José de Anchieta, patrimônio do povo brasileiro
Padre Geovane Saraiva*
Na dinâmica do Reino de Deus, cujos alicerces Jesus estabeleceu há 2 mil anos, constatamos ainda hoje um mundo profundamente conturbado, marcado por sinais de morte e violência de toda natureza. É a partir do projeto inexprimível e indizível de Deus Pai, que gostaria de apresentar aos queridos leitores uma figura humana, considerada imprescindível, no seu inflamado zelo e amor, querendo “tudo para a maior glória Deus”. Pessoa profundamente marcada pela mística redentora, a ponto de se consumir em vida, indo ao encontro dos indígenas e demais pessoas do tempo por ele vivido, através da catequese, do anúncio e da instrução, por meio do Evangelho. Tê-lo como uma figura exemplar e referencial, pela sua lavra literária, pelo ardor genuíno e garra na missão, a ponto de transformá-lo numa pessoa emblemática e patrimônio do povo brasileiro, em todas as ocasiões e circunstâncias, no decorrer da história.

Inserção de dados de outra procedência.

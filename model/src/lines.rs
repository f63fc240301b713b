//! Turns the assembled table into one GeoJSON file per line, with every trip as a LineString
//! through space and time.

use std::collections::{BTreeMap, BTreeSet};
use std::path::{Path, PathBuf};

use anyhow::Result;
use geojson::{Feature, FeatureCollection, GeoJson, Geometry, Value};
use gtfs::{LineLabel, StopID, TripID};
use serde::Deserialize;

use crate::output::{ensure_dir_exists, write_atomically};
use crate::{Config, Diagnostics, Encoding};

/// One stop visit from the assembled table. Other columns are ignored.
#[derive(Clone, Debug, Deserialize)]
pub struct MetroRow {
    pub trip_id: TripID,
    pub stop_id: StopID,
    pub route_short_name: LineLabel,
    pub stop_lon: f64,
    pub stop_lat: f64,
    pub elevation: f64,
    pub elapsed_seconds: i64,
    #[serde(default)]
    pub stop_sequence: Option<u32>,
}

/// One trip, ready to become a feature
#[derive(Clone, Debug, PartialEq)]
pub struct TripPath {
    pub trip_id: TripID,
    /// (longitude, latitude, elevation, elapsed seconds), in the order the stops are visited
    pub points: Vec<[f64; 4]>,
    pub trips: Vec<TripID>,
    pub stops: Vec<StopID>,
    pub routes: Vec<LineLabel>,
}

impl TripPath {
    fn new(trip_id: TripID, rows: &[&MetroRow]) -> Self {
        Self {
            trip_id,
            points: rows
                .iter()
                .map(|r| [r.stop_lon, r.stop_lat, r.elevation, r.elapsed_seconds as f64])
                .collect(),
            trips: dedupe(rows.iter().map(|r| r.trip_id.clone())),
            stops: dedupe(rows.iter().map(|r| r.stop_id.clone())),
            routes: dedupe(rows.iter().map(|r| r.route_short_name.clone())),
        }
    }

    pub fn to_feature(&self) -> Feature {
        let mut feature = Feature {
            bbox: None,
            geometry: Some(Geometry::new(Value::LineString(
                self.points.iter().map(|pt| pt.to_vec()).collect(),
            ))),
            id: None,
            properties: None,
            foreign_members: None,
        };
        feature.set_property(
            "trip",
            self.trips.iter().map(|x| x.as_str()).collect::<Vec<_>>(),
        );
        feature.set_property(
            "stop",
            self.stops.iter().map(|x| x.as_str()).collect::<Vec<_>>(),
        );
        feature.set_property(
            "route",
            self.routes.iter().map(|x| x.as_str()).collect::<Vec<_>>(),
        );
        feature
    }
}

pub fn read_metro_rows(path: &Path) -> Result<Vec<MetroRow>> {
    let bytes = fs_err::read(path)?;
    let bytes = bytes
        .strip_prefix(Encoding::Utf8Sig.preamble())
        .unwrap_or(&bytes);
    let mut rows = Vec::new();
    for rec in csv::Reader::from_reader(bytes).deserialize() {
        let rec: MetroRow = rec.map_err(|err| anyhow!("{}: {err}", path.display()))?;
        rows.push(rec);
    }
    Ok(rows)
}

/// Every line, in the order first seen
pub fn line_labels(rows: &[MetroRow]) -> Vec<LineLabel> {
    dedupe(rows.iter().map(|r| r.route_short_name.clone()))
}

/// All trips on one line, ordered by trip ID: numerically when every ID on the line is a number,
/// otherwise as text. Points follow `stop_sequence` when the table has it, otherwise the table's
/// row order.
pub fn trip_paths(rows: &[MetroRow], line: &LineLabel) -> Vec<TripPath> {
    let mut per_trip: BTreeMap<TripID, Vec<&MetroRow>> = BTreeMap::new();
    for row in rows.iter().filter(|r| &r.route_short_name == line) {
        per_trip
            .entry(row.trip_id.clone())
            .or_insert_with(Vec::new)
            .push(row);
    }

    let mut paths = Vec::new();
    for (trip_id, mut trip_rows) in per_trip {
        // Stable, so ties and missing sequence numbers keep the table order
        trip_rows.sort_by_key(|r| r.stop_sequence);
        paths.push(TripPath::new(trip_id, &trip_rows));
    }

    let numeric: Option<Vec<u64>> = paths
        .iter()
        .map(|p| p.trip_id.as_str().parse::<u64>().ok())
        .collect();
    if let Some(keys) = numeric {
        let mut keyed: Vec<(u64, TripPath)> = keys.into_iter().zip(paths).collect();
        // Stable, so "07" and "7" keep their text order
        keyed.sort_by_key(|(key, _)| *key);
        paths = keyed.into_iter().map(|(_, path)| path).collect();
    }
    paths
}

pub fn line_document(paths: &[TripPath]) -> GeoJson {
    GeoJson::FeatureCollection(FeatureCollection {
        bbox: None,
        features: paths.iter().map(|p| p.to_feature()).collect(),
        foreign_members: None,
    })
}

/// Compact JSON with every object's keys sorted. Non-ASCII text is written as-is. Whole-number
/// elevations and times are written as integers, like `[2.17,41.38,0,28800]`.
pub fn serialize_document(gj: &GeoJson) -> Result<String> {
    let mut value = serde_json::to_value(gj)?;
    if let Some(features) = value
        .get_mut("features")
        .and_then(serde_json::Value::as_array_mut)
    {
        for feature in features {
            if let Some(points) = feature
                .pointer_mut("/geometry/coordinates")
                .and_then(serde_json::Value::as_array_mut)
            {
                for point in points.iter_mut().filter_map(serde_json::Value::as_array_mut) {
                    for measure in point.iter_mut().skip(2) {
                        integer_if_whole(measure);
                    }
                }
            }
        }
    }
    Ok(serde_json::to_string(&sort_keys(value))?)
}

fn integer_if_whole(value: &mut serde_json::Value) {
    if let Some(x) = value.as_f64() {
        if x.fract() == 0.0 && x.abs() < i64::MAX as f64 {
            *value = serde_json::Value::from(x as i64);
        }
    }
}

fn sort_keys(value: serde_json::Value) -> serde_json::Value {
    match value {
        serde_json::Value::Object(map) => {
            let mut entries: Vec<(String, serde_json::Value)> = map.into_iter().collect();
            entries.sort_by(|a, b| a.0.cmp(&b.0));
            serde_json::Value::Object(
                entries
                    .into_iter()
                    .map(|(k, v)| (k, sort_keys(v)))
                    .collect(),
            )
        }
        serde_json::Value::Array(list) => {
            serde_json::Value::Array(list.into_iter().map(sort_keys).collect())
        }
        x => x,
    }
}

/// The label becomes a file name, so it can't reach outside the output directory.
pub fn file_name_for(line: &LineLabel) -> Result<String> {
    let label = line.as_str();
    if label.is_empty()
        || label == "."
        || label == ".."
        || label.contains('/')
        || label.contains('\\')
        || label.contains('\0')
    {
        bail!("Line {label:?} can't be used as a file name");
    }
    Ok(format!("{label}.geojson"))
}

/// Reads the assembled table and writes every line's document. Returns the paths written.
pub fn run_builder(config: &Config, diagnostics: &mut dyn Diagnostics) -> Result<Vec<PathBuf>> {
    let input = config.assembled_path();
    let rows = match read_metro_rows(&input) {
        Ok(rows) => rows,
        Err(err) => {
            diagnostics.error(&format!("Couldn't load {}: {err:#}", input.display()));
            return Err(err);
        }
    };
    diagnostics.info(&format!(
        "Loaded {} stop visits from {}",
        rows.len(),
        input.display()
    ));
    ensure_dir_exists(&config.output_dir, diagnostics)?;
    write_line_documents(&rows, &config.output_dir, config.encoding, diagnostics)
}

/// One line failing doesn't stop the others from being written; the failures are reported
/// together at the end.
pub fn write_line_documents(
    rows: &[MetroRow],
    output_dir: &Path,
    encoding: Encoding,
    diagnostics: &mut dyn Diagnostics,
) -> Result<Vec<PathBuf>> {
    let mut written = Vec::new();
    let mut failed = Vec::new();
    for line in line_labels(rows) {
        if line.as_str().is_empty() {
            diagnostics.error("Skipping stop visits with no route_short_name");
            continue;
        }
        diagnostics.info(&format!("Processing line {line}"));

        let paths = trip_paths(rows, &line);
        if paths.is_empty() {
            diagnostics.error(&format!("Line {line} has no trips; skipping"));
            continue;
        }

        match write_line(&line, &paths, output_dir, encoding) {
            Ok(path) => {
                diagnostics.info(&format!(
                    "Wrote {} trips to {}",
                    paths.len(),
                    path.display()
                ));
                written.push(path);
            }
            Err(err) => {
                diagnostics.error(&format!("Couldn't write line {line}: {err:#}"));
                failed.push(line);
            }
        }
    }

    if !failed.is_empty() {
        let names: Vec<&str> = failed.iter().map(|l| l.as_str()).collect();
        bail!("Failed to write {} lines: {}", failed.len(), names.join(", "));
    }
    diagnostics.info(&format!("All {} lines written", written.len()));
    Ok(written)
}

fn write_line(
    line: &LineLabel,
    paths: &[TripPath],
    output_dir: &Path,
    encoding: Encoding,
) -> Result<PathBuf> {
    let path = output_dir.join(file_name_for(line)?);
    let contents = serialize_document(&line_document(paths))?;
    write_atomically(&path, contents.as_bytes(), encoding)?;
    Ok(path)
}

fn dedupe<T: Clone + Ord, I: Iterator<Item = T>>(items: I) -> Vec<T> {
    let mut seen = BTreeSet::new();
    let mut result = Vec::new();
    for x in items {
        if seen.insert(x.clone()) {
            result.push(x);
        }
    }
    result
}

Trata-se do bem-aventurado José de Anchieta, o qual em condições sine qua non, abriu as portas do nosso imenso Brasil para que a semente do Evangelho fosse lançada, como a maravilhosa proposta do Reino de Deus, ofertada ao povo brasileiro, no início de sua história e civilização. Dos seus 63 anos vividos, e bem vividos, 46 foram na vida religiosa, com ingresso em Coimbra na Companhia de Jesus (Padres Jesuítas) e destes, 44 consagrados como missionário no Brasil (1553-1597).
Nascido na Ilha de Tenerife, no Arquipélago das Canárias, aos 19 de março de 1534, recebeu no batismo o nome de José, porque nasceu no dia deste glorioso santo. Coincidentemente, no ano de seu nascimento, Santo Inácio de Loyola fundara em Paris a Companhia de Jesus. José viveu com a família até os 14 anos, quando se mudou para Coimbra, Portugal, lugar muito importante em sua vida, onde estudou Filosofia no Real Colégio das Artes e Humanidades, um anexo da universidade, destacando-se por seus talentos, inteligência e memória raríssima e privilegiada. Foi aí que pediu para ingressar, aos 16 anos (1551), na Companhia de Jesus, sendo enviado dois anos depois às missões do Brasil. Sua vida religiosa foi exemplar, distinguindo-se nas virtudes da humildade, obediência e, sobretudo, numa grande devoção a Nossa Senhora.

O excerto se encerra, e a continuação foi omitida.